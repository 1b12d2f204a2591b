use std::collections::BTreeMap;
use std::f64::consts::PI;

use chrono::{Days, NaiveDate};
use rand::rngs::StdRng;
use rand::SeedableRng;
use rand_distr::{Distribution, Normal};

use super::error::DataError;
use super::model::{ActivityType, ObservationRecord, SYNTHETIC_SOURCE};

/// Days in the generated window; dates wrap around after one year.
const YEAR_DAYS: u64 = 365;
/// Days between consecutive records before wrapping.
const STEP_DAYS: u64 = 7;
const SEASONAL_AMPLITUDE: f64 = 0.2;
const NOISE_STD_DEV: f64 = 0.1;
const COMPANY_BIAS_STEP: f64 = 0.05;

// ---------------------------------------------------------------------------
// Reference tables
// ---------------------------------------------------------------------------

/// The fixed lists the generator cycles through, plus the price model.
#[derive(Debug, Clone)]
pub struct ReferenceTables {
    pub companies: Vec<String>,
    pub products: Vec<String>,
    pub activity_types: Vec<ActivityType>,
    /// Base price (RUB per ton) for every product.
    pub base_prices: BTreeMap<String, f64>,
}

impl Default for ReferenceTables {
    fn default() -> Self {
        let companies = ["RusAgro", "Miratorg", "EkoNiva", "AFG National", "Prodimex"];
        let prices = [
            ("Wheat", 15000.0),
            ("Barley", 12000.0),
            ("Sunflower", 25000.0),
            ("Potato", 20000.0),
            ("Soy", 30000.0),
        ];

        Self {
            companies: companies.iter().map(|c| c.to_string()).collect(),
            products: prices.iter().map(|(p, _)| p.to_string()).collect(),
            activity_types: ActivityType::ALL.to_vec(),
            base_prices: prices.iter().map(|(p, v)| (p.to_string(), *v)).collect(),
        }
    }
}

impl ReferenceTables {
    /// Check the tables can drive the generator.
    ///
    /// Every list must be non-empty and every product needs a base price.
    pub fn validate(&self) -> Result<(), DataError> {
        if self.companies.is_empty() {
            return Err(DataError::EmptyReferenceList { list: "companies" });
        }
        if self.products.is_empty() {
            return Err(DataError::EmptyReferenceList { list: "products" });
        }
        if self.activity_types.is_empty() {
            return Err(DataError::EmptyReferenceList { list: "activity_types" });
        }
        if let Some(missing) = self
            .products
            .iter()
            .find(|p| !self.base_prices.contains_key(*p))
        {
            return Err(DataError::MissingBasePrice {
                product: missing.clone(),
            });
        }
        Ok(())
    }

    /// Position of the first occurrence of each company, used for the price bias.
    fn company_ranks(&self) -> Vec<usize> {
        self.companies
            .iter()
            .enumerate()
            .map(|(i, name)| {
                self.companies
                    .iter()
                    .position(|c| c == name)
                    .unwrap_or(i)
            })
            .collect()
    }
}

// ---------------------------------------------------------------------------
// Price noise
// ---------------------------------------------------------------------------

/// Source of the random term added to each price.
pub trait PriceNoise {
    fn sample(&mut self) -> f64;
}

impl<F: FnMut() -> f64> PriceNoise for F {
    fn sample(&mut self) -> f64 {
        self()
    }
}

/// Normally distributed noise, `N(0, 0.1)`. The tails are not truncated.
pub struct GaussianNoise {
    rng: StdRng,
    dist: Normal<f64>,
}

impl GaussianNoise {
    /// Seeded noise is reproducible; `None` draws a fresh seed from the OS.
    pub fn new(seed: Option<u64>) -> Result<Self, DataError> {
        let rng = match seed {
            Some(seed) => StdRng::seed_from_u64(seed),
            None => StdRng::from_entropy(),
        };
        let dist = Normal::new(0.0, NOISE_STD_DEV).map_err(|e| DataError::InvalidNoise {
            reason: e.to_string(),
        })?;
        Ok(Self { rng, dist })
    }
}

impl PriceNoise for GaussianNoise {
    fn sample(&mut self) -> f64 {
        self.dist.sample(&mut self.rng)
    }
}

// ---------------------------------------------------------------------------
// Generation
// ---------------------------------------------------------------------------

/// Sinusoidal price adjustment over the year cycle.
pub fn seasonal_factor(days_passed: u64) -> f64 {
    (days_passed as f64 / YEAR_DAYS as f64 * 2.0 * PI).sin() * SEASONAL_AMPLITUDE
}

fn round_cents(value: f64) -> f64 {
    (value * 100.0).round() / 100.0
}

/// Generate `count` synthetic records in index order.
///
/// Record `i` takes company, product and activity type from the reference
/// lists cyclically (`i mod len`) and is dated `start_date + (7 i mod 365)`
/// days. Only the price depends on `noise`; every other field is a pure
/// function of `i`.
pub fn generate(
    count: usize,
    tables: &ReferenceTables,
    start_date: NaiveDate,
    noise: &mut impl PriceNoise,
) -> Result<Vec<ObservationRecord>, DataError> {
    tables.validate()?;
    let out_of_range = || DataError::StartDateOutOfRange { start: start_date };
    start_date
        .checked_add_days(Days::new(YEAR_DAYS - 1))
        .ok_or_else(out_of_range)?;
    let ranks = tables.company_ranks();

    let mut records = Vec::with_capacity(count);
    for i in 0..count {
        let company_idx = i % tables.companies.len();
        let company = &tables.companies[company_idx];
        let product = &tables.products[i % tables.products.len()];
        let activity = tables.activity_types[i % tables.activity_types.len()];

        let days_passed = (i as u64 * STEP_DAYS) % YEAR_DAYS;
        let date = start_date
            .checked_add_days(Days::new(days_passed))
            .ok_or_else(out_of_range)?;

        let base_price = tables.base_prices[product];
        let seasonal = seasonal_factor(days_passed);
        let random = noise.sample();
        let bias = ranks[company_idx] as f64 * COMPANY_BIAS_STEP;
        let price = round_cents(base_price * (1.0 + seasonal + random + bias));

        if price <= 0.0 {
            log::warn!("record {i}: non-positive price {price} for {product} ({company})");
        }

        let volume = 1000 + ((i as u64 * 50) % 2000) as u32;

        records.push(ObservationRecord {
            company_name: company.clone(),
            product: product.clone(),
            activity_type: activity,
            date,
            price,
            volume,
            data_source: SYNTHETIC_SOURCE.to_string(),
        });
    }

    Ok(records)
}
use chrono::NaiveDate;
use thiserror::Error;

// ---------------------------------------------------------------------------
// DataError – failures of the generator and the query layer
// ---------------------------------------------------------------------------

/// Errors raised by the data layer.
///
/// An empty query result is *not* an error: filters return an empty `Vec`
/// and [`summarize`](super::summary::summarize) returns `None`.
#[derive(Debug, Clone, PartialEq, Eq, Error)]
pub enum DataError {
    /// A product in the reference tables has no base price.
    #[error("no base price configured for product `{product}`")]
    MissingBasePrice { product: String },

    /// A reference list the generator cycles through is empty.
    #[error("reference list `{list}` is empty")]
    EmptyReferenceList { list: &'static str },

    /// The one-year window starting here runs past the last representable date.
    #[error("start date {start} leaves no room for a one-year window")]
    StartDateOutOfRange { start: NaiveDate },

    /// The price noise distribution cannot be built.
    #[error("invalid price noise distribution: {reason}")]
    InvalidNoise { reason: String },

    /// The company never trades the selected product.
    #[error("company `{company}` has no records for product `{product}`")]
    InvalidSelection { product: String, company: String },
}

impl DataError {
    /// Whether this error comes from the reference configuration (fatal at startup).
    pub fn is_configuration(&self) -> bool {
        matches!(
            self,
            DataError::MissingBasePrice { .. }
                | DataError::EmptyReferenceList { .. }
                | DataError::StartDateOutOfRange { .. }
                | DataError::InvalidNoise { .. }
        )
    }
}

· · ·

▶ [What the task asks]: Output exactly the lines from the one containing "String, company: String" through the last line of the records, both included. Output nothing else.

▶ [Expected output]:
    InvalidSelection { product: String, company: String },
}

impl DataError {
    /// Whether this error comes from the reference configuration (fatal at startup).
    pub fn is_configuration(&self) -> bool {
        matches!(
            self,
            DataError::MissingBasePrice { .. }
                | DataError::EmptyReferenceList { .. }
                | DataError::StartDateOutOfRange { .. }
                | DataError::InvalidNoise { .. }
        )
    }
}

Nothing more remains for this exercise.